-- Problem description --
Each line below with the word "MemoryStore" needs to be copied.

-- Supplied records --
· · ·
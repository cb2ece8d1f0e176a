use std::collections::HashMap;
use std::sync::Mutex;

use async_trait::async_trait;
use chrono::{DateTime, Utc};

use super::{StoreError, TextEdit, TurnStore};
use crate::turn::{ConversationId, NewTurn, Part, Turn, TurnId};

/// A [`TurnStore`] keeping everything in process memory.
#[derive(Debug, Default)]
pub struct MemoryStore {
    conversations: Mutex<HashMap<ConversationId, Vec<Turn>>>,
}

impl MemoryStore {
    #[inline]
    pub fn new() -> Self {
        Self::default()
    }

    fn with_turns<F, T>(
        &self,
        conversation: &ConversationId,
        f: F,
    ) -> Result<T, StoreError>
    where
        F: FnOnce(&mut Vec<Turn>) -> T,
    {
        let mut conversations = self
            .conversations
            .lock()
            .map_err(|e| StoreError::Backend(format!("lock poisoned: {e}")))?;
        Ok(f(conversations.entry(conversation.clone()).or_default()))
    }
}

#[async_trait]
impl TurnStore for MemoryStore {
    async fn scan(
        &self,
        conversation: &ConversationId,
    ) -> Result<Vec<Turn>, StoreError> {
        self.with_turns(conversation, |turns| {
            let mut turns = turns.clone();
            // Stable, so equal timestamps keep insertion order.
            turns.sort_by_key(|t| t.created_at);
            turns
        })
    }

    async fn insert_many(
        &self,
        conversation: &ConversationId,
        new_turns: Vec<(NewTurn, DateTime<Utc>)>,
    ) -> Result<Vec<TurnId>, StoreError> {
        self.with_turns(conversation, |turns| {
            new_turns
                .into_iter()
                .map(|(NewTurn { role, parts }, created_at)| {
                    let id = TurnId::generate();
                    turns.push(Turn {
                        id: id.clone(),
                        role,
                        parts,
                        created_at,
                    });
                    id
                })
                .collect()
        })
    }

    async fn update_first_text(
        &self,
        conversation: &ConversationId,
        id: &TurnId,
        text: &str,
    ) -> Result<TextEdit, StoreError> {
        self.with_turns(conversation, |turns| {
            let Some(turn) = turns.iter_mut().find(|t| &t.id == id) else {
                return TextEdit::NotFound;
            };
            match turn.parts.first_mut() {
                Some(Part::Text { text: current }) => {
                    *current = text.to_owned();
                    TextEdit::Updated
                }
                _ => TextEdit::NotText,
            }
        })
    }

    async fn delete_all(
        &self,
        conversation: &ConversationId,
    ) -> Result<u64, StoreError> {
        self.with_turns(conversation, |turns| {
            let count = turns.len() as u64;
            turns.clear();
            count
        })
    }
}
· · ·
-- Output of the exercise --
pub struct MemoryStore {
impl MemoryStore {
impl TurnStore for MemoryStore {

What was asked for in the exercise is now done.